I shouldn’t have expected that he would know. Why was I so disappointed? “And they…” I paused. “They can’t come back, can they?”

He said it without emotion, but the words crushed me anyway. “To return requires a second working gate. There is only one still in existence, the one hidden in the deep Frost and guarded by the Watchers.”

Breathing was suddenly impossible. I already knew this, somehow, but hearing the fact spoken so plainly was like being punched in the stomach. I struggled to keep my face expressionless even as my pain spiked through my chest. “I understand.”

“Any other questions?” His voice was gentler this time, as if he could see my pain.

I shook my head and took a deep breath.

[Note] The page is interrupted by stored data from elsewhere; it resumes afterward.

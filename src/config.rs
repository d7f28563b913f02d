//! Configuration for the tile reader and its command-line front end.
//!
//! This module provides:
//! - Command-line arguments via clap, one subcommand per operation
//! - Environment variables with the `S3TR_` prefix for the shared reader options
//! - Defaults for every optional setting
//!
//! # Environment Variables
//!
//! - `S3TR_WORKERS` - Worker threads (default: 8)
//! - `S3TR_REGION` - AWS region (default: ap-southeast-2)
//! - `S3TR_ENDPOINT` - Custom endpoint for S3-compatible services
//! - `S3TR_PROBE_SIZE` - Header bytes fetched per object (default: 4096)
//! - `S3TR_NO_TLS` - Use plain HTTP (default: false)
//! - `S3TR_BACKEND` - `s3` (signed SDK requests) or `http` (anonymous GETs)
//! - `S3TR_HTTP_TIMEOUT` - Per-request timeout in seconds for the http backend (default: 30)

use std::str::FromStr;
use std::time::Duration;

use clap::{Args, Parser, Subcommand, ValueEnum};

use crate::tile::{SampleType, TileIndex, DEFAULT_PROBE_SIZE};

// =============================================================================
// Default Values
// =============================================================================

/// Default number of worker threads.
pub const DEFAULT_WORKERS: usize = 8;

/// Default AWS region.
pub const DEFAULT_REGION: &str = "ap-southeast-2";

/// Default per-request timeout of the http backend, in seconds.
pub const DEFAULT_HTTP_TIMEOUT_SECS: u64 = 30;

/// Default number of pooled connections for `ranges`.
pub const DEFAULT_CONNECTIONS: usize = 16;

/// Smallest probe that can hold the TIFF preamble.
const MIN_PROBE_SIZE: usize = 8;

// =============================================================================
// CLI Arguments
// =============================================================================

/// Parallel tile reads from cloud-optimized GeoTIFFs in S3.
#[derive(Parser, Debug, Clone)]
#[command(name = "s3-tile-reader")]
#[command(author, version, about, long_about = None)]
pub struct Cli {
    #[command(subcommand)]
    pub command: Command,

    /// Enable verbose logging (debug level).
    #[arg(short, long, global = true, default_value_t = false)]
    pub verbose: bool,
}

#[derive(Subcommand, Debug, Clone)]
pub enum Command {
    /// Parse the header of every object and print it as JSON.
    Headers(HeadersConfig),

    /// Read the same tile from every object into one array.
    Tile(TileConfig),

    /// Fetch byte ranges through a pool of pre-connected HTTP clients.
    Ranges(RangesConfig),
}

/// Storage backend used by reader workers.
#[derive(Debug, Clone, Copy, PartialEq, Eq, ValueEnum)]
pub enum Backend {
    /// aws-sdk-s3 with the default credential chain
    S3,
    /// Unsigned HTTP range requests
    Http,
}

/// Options shared by every reader subcommand.
#[derive(Args, Debug, Clone)]
pub struct ReaderConfig {
    /// Number of worker threads.
    #[arg(short = 'j', long, default_value_t = DEFAULT_WORKERS, env = "S3TR_WORKERS")]
    pub workers: usize,

    /// AWS region.
    #[arg(long, default_value = DEFAULT_REGION, env = "S3TR_REGION")]
    pub region: String,

    /// Custom endpoint URL for S3-compatible services (MinIO, etc.).
    #[arg(long, env = "S3TR_ENDPOINT")]
    pub endpoint: Option<String>,

    /// Bytes fetched from the start of each object to parse its header.
    #[arg(long, default_value_t = DEFAULT_PROBE_SIZE, env = "S3TR_PROBE_SIZE")]
    pub probe_size: usize,

    /// Use plain HTTP instead of HTTPS.
    #[arg(long, default_value_t = false, env = "S3TR_NO_TLS")]
    pub no_tls: bool,

    /// Storage backend.
    #[arg(long, value_enum, default_value_t = Backend::S3, env = "S3TR_BACKEND")]
    pub backend: Backend,

    /// Per-request timeout of the http backend, in seconds.
    #[arg(long, default_value_t = DEFAULT_HTTP_TIMEOUT_SECS, env = "S3TR_HTTP_TIMEOUT")]
    pub http_timeout: u64,
}

impl ReaderConfig {
    /// Validate the configuration and return an error message if invalid.
    pub fn validate(&self) -> Result<(), String> {
        if self.workers == 0 {
            return Err("workers must be greater than 0".to_string());
        }

        if self.probe_size < MIN_PROBE_SIZE {
            return Err(format!(
                "probe_size must be at least {} bytes to hold the TIFF header",
                MIN_PROBE_SIZE
            ));
        }

        if self.region.is_empty() {
            return Err("region must not be empty. Set --region or S3TR_REGION".to_string());
        }

        if let Some(ref endpoint) = self.endpoint {
            url::Url::parse(endpoint)
                .map_err(|e| format!("Invalid endpoint '{}': {}", endpoint, e))?;
        }

        if self.http_timeout == 0 {
            return Err("http_timeout must be greater than 0".to_string());
        }

        Ok(())
    }

    pub fn use_tls(&self) -> bool {
        !self.no_tls
    }

    pub fn http_timeout(&self) -> Duration {
        Duration::from_secs(self.http_timeout)
    }
}

/// Arguments of the `headers` subcommand.
#[derive(Args, Debug, Clone)]
pub struct HeadersConfig {
    #[command(flatten)]
    pub reader: ReaderConfig,

    /// Objects to read, as s3://bucket/key or bucket/key.
    #[arg(required = true)]
    pub locations: Vec<String>,
}

/// Arguments of the `tile` subcommand.
#[derive(Args, Debug, Clone)]
pub struct TileConfig {
    #[command(flatten)]
    pub reader: ReaderConfig,

    /// Tile to read: a linear index N or ROW,COL.
    #[arg(short, long, default_value = "0")]
    pub tile: TileIndex,

    /// Pixel type; inferred from the first object's header when omitted.
    #[arg(long, value_enum)]
    pub dtype: Option<SampleType>,

    /// Objects to read, as s3://bucket/key or bucket/key.
    #[arg(required = true)]
    pub locations: Vec<String>,
}

impl TileConfig {
    pub fn validate(&self) -> Result<(), String> {
        self.reader.validate()
    }
}

/// Arguments of the `ranges` subcommand.
#[derive(Args, Debug, Clone)]
pub struct RangesConfig {
    #[command(flatten)]
    pub reader: ReaderConfig,

    /// Number of pooled HTTP connections.
    #[arg(long, default_value_t = DEFAULT_CONNECTIONS, env = "S3TR_CONNECTIONS")]
    pub connections: usize,

    /// Object to read from, as s3://bucket/key or bucket/key.
    pub location: String,

    /// Byte ranges as START-STOP (STOP exclusive).
    #[arg(required = true)]
    pub ranges: Vec<ByteRange>,
}

impl RangesConfig {
    pub fn validate(&self) -> Result<(), String> {
        self.reader.validate()?;
        if self.connections == 0 {
            return Err("connections must be greater than 0".to_string());
        }
        Ok(())
    }
}

/// Half-open byte range given on the command line.
#[derive(Debug, Clone, Copy, PartialEq, Eq)]
pub struct ByteRange {
    pub start: u64,
    pub stop: u64,
}

impl FromStr for ByteRange {
    type Err = String;

    fn from_str(s: &str) -> Result<Self, Self::Err> {
        let invalid = || format!("invalid range '{}': expected START-STOP", s);
        let (start, stop) = s.split_once('-').ok_or_else(invalid)?;
        let start = start.trim().parse::<u64>().map_err(|_| invalid())?;
        let stop = stop.trim().parse::<u64>().map_err(|_| invalid())?;
        if start > stop {
            return Err(format!("invalid range '{}': start is past stop", s));
        }
        Ok(Self { start, stop })
    }
}

// =============================================================================
// Tests
// =============================================================================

Life went on. It always went on. That was the way of the Frost.

It should be my way, too.

“What about the Farthers in the village?” I managed. “What about Raine?” Then I told him about the messages the Blackcoats had left on the walls, and the note they’d left for me. Adam listened in silence with a frown of concentration. When I’d finished, he got up and paced.

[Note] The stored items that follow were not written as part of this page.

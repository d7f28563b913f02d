//! HTTP backend integration tests against a local object server.
//!
//! Tests verify:
//! - Ranged GETs return exactly `stop - start` bytes
//! - 404, 416, short bodies and other statuses map to the right fetch errors
//! - The range fetcher keeps a request on every connection while workers read

use std::time::Duration;

use s3_tile_reader::error::FetchError;
use s3_tile_reader::io::{ClientFactory, RangeFetch};
use s3_tile_reader::{read_tile, HttpClientFactory, HttpRangeFetcher, RangeRequest, TileIndex};

use super::test_utils::{expected_u16_tile, HttpObjectServer, HttpObjects, TiffSpec};

const OBJECT: &str = "rasters/bytes.bin";

fn object() -> Vec<u8> {
    (0..=255).collect()
}

fn server() -> HttpObjectServer {
    HttpObjects::new()
        .with_object(OBJECT, object())
        .with_status("rasters/down.bin", 503)
        .serve()
}

fn factory(server: &HttpObjectServer) -> HttpClientFactory {
    HttpClientFactory::new(server.url()).with_timeout(Duration::from_secs(10))
}

// =============================================================================
// Range Reads
// =============================================================================

#[test]
fn test_exact_ranges() {
    let server = server();
    let client = factory(&server).connect().unwrap();

    let data = client.fetch_range("s3://rasters/bytes.bin", 10, 74).unwrap();
    assert_eq!(data.as_ref(), &object()[10..74]);

    let data = client.fetch_range(OBJECT, 250, 256).unwrap();
    assert_eq!(data.as_ref(), &object()[250..]);
    assert_eq!(server.get_count(), 2);
}

#[test]
fn test_range_running_past_end() {
    let server = server();
    let client = factory(&server).connect().unwrap();

    // Server answers 206 with the 56 bytes that exist
    let err = client.fetch_range(OBJECT, 200, 300).unwrap_err();
    assert!(matches!(
        err,
        FetchError::ShortRead {
            expected: 100,
            actual: 56,
            ..
        }
    ));
}

#[test]
fn test_range_starting_past_end() {
    let server = server();
    let client = factory(&server).connect().unwrap();

    let err = client.fetch_range(OBJECT, 300, 400).unwrap_err();
    assert!(matches!(
        err,
        FetchError::ShortRead {
            expected: 100,
            actual: 0,
            ..
        }
    ));
}

#[test]
fn test_missing_object() {
    let server = server();
    let client = factory(&server).connect().unwrap();

    let err = client.fetch_range("rasters/nowhere.bin", 0, 16).unwrap_err();
    assert!(matches!(err, FetchError::NotFound(ref loc) if loc == "rasters/nowhere.bin"));
}

#[test]
fn test_other_status_is_transport_error() {
    let server = server();
    let client = factory(&server).connect().unwrap();

    match client.fetch_range("rasters/down.bin", 0, 16) {
        Err(FetchError::Transport(message)) => assert!(message.contains("503"), "{}", message),
        other => panic!("expected a transport error, got {:?}", other),
    }
}

#[test]
fn test_tile_over_http() {
    let spec = TiffSpec::u16(40, 24, 16);
    let server = HttpObjects::new()
        .with_object("rasters/scene.tif", spec.build_pattern())
        .serve();
    let client = factory(&server).connect().unwrap();

    let tile = read_tile::<u16, _>(
        &client,
        "s3://rasters/scene.tif",
        TileIndex::Linear(4),
        spec.header_len(),
    )
    .unwrap();
    assert_eq!(tile.pixels, expected_u16_tile(4, 16, 16));
    assert_eq!(server.get_count(), 2);
}

// =============================================================================
// Range Fetcher
// =============================================================================

#[test]
fn test_fetcher_results_in_input_order() {
    let server = server();
    let fetcher = HttpRangeFetcher::new(&factory(&server), 2, 2).unwrap();
    assert_eq!(fetcher.connect(), 2);

    let results = fetcher
        .fetch_all(vec![
            RangeRequest::new(OBJECT, 0, 16),
            RangeRequest::new("rasters/nowhere.bin", 0, 16),
            RangeRequest::new(OBJECT, 128, 256),
            RangeRequest::new(OBJECT, 200, 300),
            RangeRequest::new(OBJECT, 7, 7),
        ])
        .unwrap();

    let first = results[0].as_ref().unwrap();
    assert_eq!(first.request, RangeRequest::new(OBJECT, 0, 16));
    assert_eq!(first.data.as_ref(), &object()[..16]);
    assert!(first.t2 >= first.t1);

    assert!(matches!(results[1], Err(FetchError::NotFound(_))));
    assert_eq!(results[2].as_ref().unwrap().data.as_ref(), &object()[128..]);
    assert!(matches!(results[3], Err(FetchError::ShortRead { .. })));
    assert!(results[4].as_ref().unwrap().data.is_empty());

    // The empty range never reaches the server
    assert_eq!(server.get_count(), 4);
}

#[test]
fn test_every_connection_busy_with_one_worker() {
    let server = HttpObjects::new()
        .with_object(OBJECT, object())
        .with_delay(Duration::from_millis(150))
        .serve();
    let fetcher = HttpRangeFetcher::new(&factory(&server), 3, 1).unwrap();

    let requests: Vec<RangeRequest> = (0..9)
        .map(|i| RangeRequest::new(OBJECT, i * 16, i * 16 + 16))
        .collect();
    let results = fetcher.fetch_all(requests).unwrap();

    for (i, result) in results.iter().enumerate() {
        let fetched = result.as_ref().unwrap();
        assert_eq!(fetched.data.as_ref(), &object()[i * 16..i * 16 + 16]);
    }
    assert_eq!(server.get_count(), 9);
    // More requests on the wire than workers, never more than connections
    assert_eq!(server.max_active(), 3);
}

“We have a very important task right now, one that will draw us away from the village. For now, simply try to lie low and avoid drawing any attention to yourself when it comes to Raine and his soldiers. The Blackcoats may dig their own grave, but we do not have to be mixed up in that.”

A very important task?

But light was beginning to trickle down the ladder and into the room, bathing us in gray and pink and banishing the shadows. Adam went to the well and peered up, gauging the time. “Keep your eyes and ears open in the village, of course. If you ever need to contact me, use the lantern signal as you’ve been doing and leave a message buried beneath it. Come here only in a moment of complete necessity—this location is secret. And prepare yourself. I am going to need your help.”

“When?” Fear and excitement fizzled in my chest.

“Tomorrow. I’ll meet you in the late afternoon. We’ll need the horses. I’ll be behind the barn at the time you normally do your evening chores, waiting for you.”